Bitcoin, which started the year at over $45,000, now is under $17,000 and FTX is turning out to be the biggest fraud since Bernie Madoff. Fortunately, I never invested a dime in the cryptocurrency markets, even as the underlying blockchain technology is intriguing and has many potential uses. There are too many instruments in this space and over the longer term I think major central banks will all introduce their own digital currencies.

I would like to say I am confident equities will rebound early in 2023, but I have no conviction in that statement.
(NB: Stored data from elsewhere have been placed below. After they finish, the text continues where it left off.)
// Copyright (C) 2026 Fred Clausen
// Use of this source code is governed by an MIT-style
// license that can be found in the LICENSE file or at
// https://opensource.org/licenses/MIT.

use crate::command::Command;
use crate::error::CoreError;
use crate::state::{FollowUp, Roster, TransitionResult};
use crate::{assignment, attendance, payout, pipeline};
use doorbook_domain::{CalendarDay, WorkerNumber};
use doorbook_events::{Action, ChangeEvent};
use std::slice;

/// What a handler did to the working copy of the roster.
#[derive(Debug)]
pub(crate) struct Applied {
    /// `None` when the roster is unchanged.
    details: Option<String>,
    affected: Vec<WorkerNumber>,
    follow_up: Option<FollowUp>,
}

impl Applied {
    pub(crate) const fn changed(details: String, affected: Vec<WorkerNumber>) -> Self {
        Self {
            details: Some(details),
            affected,
            follow_up: None,
        }
    }

    pub(crate) const fn unchanged() -> Self {
        Self {
            details: None,
            affected: Vec::new(),
            follow_up: None,
        }
    }

    pub(crate) fn with_follow_up(mut self, follow_up: FollowUp) -> Self {
        self.follow_up = Some(follow_up);
        self
    }
}

/// Applies a command to the current roster, producing a new roster and change event.
///
/// The input roster is never modified; on error no new roster is produced.
///
/// # Arguments
///
/// * `roster` - The current roster (immutable)
/// * `command` - The command to apply
/// * `today` - The current operating day, sampled from the clock by the caller
///
/// # Errors
///
/// Returns an error if:
/// - The command violates domain rules
/// - A named worker or cart does not exist
/// - The command changes attendance while today's attendance is finalized
pub fn apply(
    roster: &Roster,
    command: Command,
    today: CalendarDay,
) -> Result<TransitionResult, CoreError> {
    if command.affects_attendance() && roster.is_finalized_on(today) {
        return Err(CoreError::AttendanceFinalized(today));
    }

    let name: &'static str = command.name();
    let mut working: Roster = roster.clone();

    let applied: Applied = match command {
        Command::MarkShowed { worker_number } => {
            pipeline::mark_showed(&mut working, &worker_number, today)?
        }
        Command::Rebook {
            worker_number,
            date,
        } => pipeline::move_to_date(&mut working, slice::from_ref(&worker_number), date, today)?,
        Command::MarkWillCall { worker_number } => {
            pipeline::mark_will_call(&mut working, &worker_number, today)?
        }
        Command::MoveToSink {
            worker_numbers,
            target,
        } => pipeline::move_to_sink(&mut working, &worker_numbers, target, today)?,
        Command::MoveToDate {
            worker_numbers,
            date,
        } => pipeline::move_to_date(&mut working, &worker_numbers, date, today)?,
        Command::RecordConfirmation {
            worker_number,
            call,
        } => pipeline::record_confirmation(&mut working, &worker_number, call, today)?,
        Command::AssignRouteManager {
            worker_number,
            manager,
        } => assignment::assign_route_manager(&mut working, &worker_number, manager, today)?,
        Command::AssignCart {
            worker_number,
            cart_id,
        } => assignment::assign_cart(&mut working, &worker_number, cart_id, today)?,
        Command::ResizeCarts { count } => assignment::resize_carts(&mut working, count)?,
        Command::SetCartManager { cart_id, manager } => {
            assignment::set_cart_manager(&mut working, cart_id, manager)?
        }
        Command::FinalizeAttendance => attendance::finalize(&mut working, today)?,
        Command::ModifyAttendance => attendance::modify(&mut working, today),
        Command::CompletePayout { entries } => {
            payout::complete_payout(&mut working, entries, today)?
        }
    };

    let Applied {
        details,
        affected,
        follow_up,
    } = applied;

    match details {
        Some(details) => {
            let action: Action = Action::new(String::from(name), Some(details));
            Ok(TransitionResult {
                new_roster: working,
                event: Some(ChangeEvent::roster_changed(action, today, affected)),
                follow_up,
            })
        }
        None => Ok(TransitionResult {
            new_roster: roster.clone(),
            event: None,
            follow_up,
        }),
    }
}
Inflation levels are still exceedingly high, the economy looks headed towards some sort of recession in the first half of 2023 and a Fed “pivot” still seems some time off.

As for my “alternative” investments, my regular Real Money readers know most of my holdings have been held via covered call positions throughout 2022. While this simple risk-mitigating option strategy has not prevented my portfolio from being in the red this year, it has easily outperformed the major indexes thanks to its extensive use throughout my portfolio.

I am also in the process of selling my loft in Delray Beach, Florida. Thanks to the influx of northeasterners in this neck of the woods since the pandemic, real estate in my area has appreciated some 50% to 60% over the past two years. This piece of property has turned out to be tremendous investment, consistently yielding some $2,000 a month in rent above my carrying costs.

I am certainly not expecting to find anything close to that opportunity as I redeploy those profits with the average 30-year mortgage rate currently above 6%, more than twice my current mortgage rate. The key here will be discipline and a focus on free cash flow. I will not consider any property where rent does not at least cover all-in monthly carrying costs at current mortgage rates.

I believe that if I can make a slight gain with a 6.5% mortgage rate, the investment will be more than acceptably profitable when I refinance at lower rates in a year or two. Given my view the economy is heading right into recession, that refinancing scenario seems likely.

I also figure if I cannot find any suitable property replacement, I can always park the money in a one-year Treasury bill yielding north of 4 1/2% currently. After a decade and a half of ultra-low interest rates that brutally punished savers, this risk-free investment has become a true “alternative” to equities and one that might beat stock market returns in 2023, I hate to say.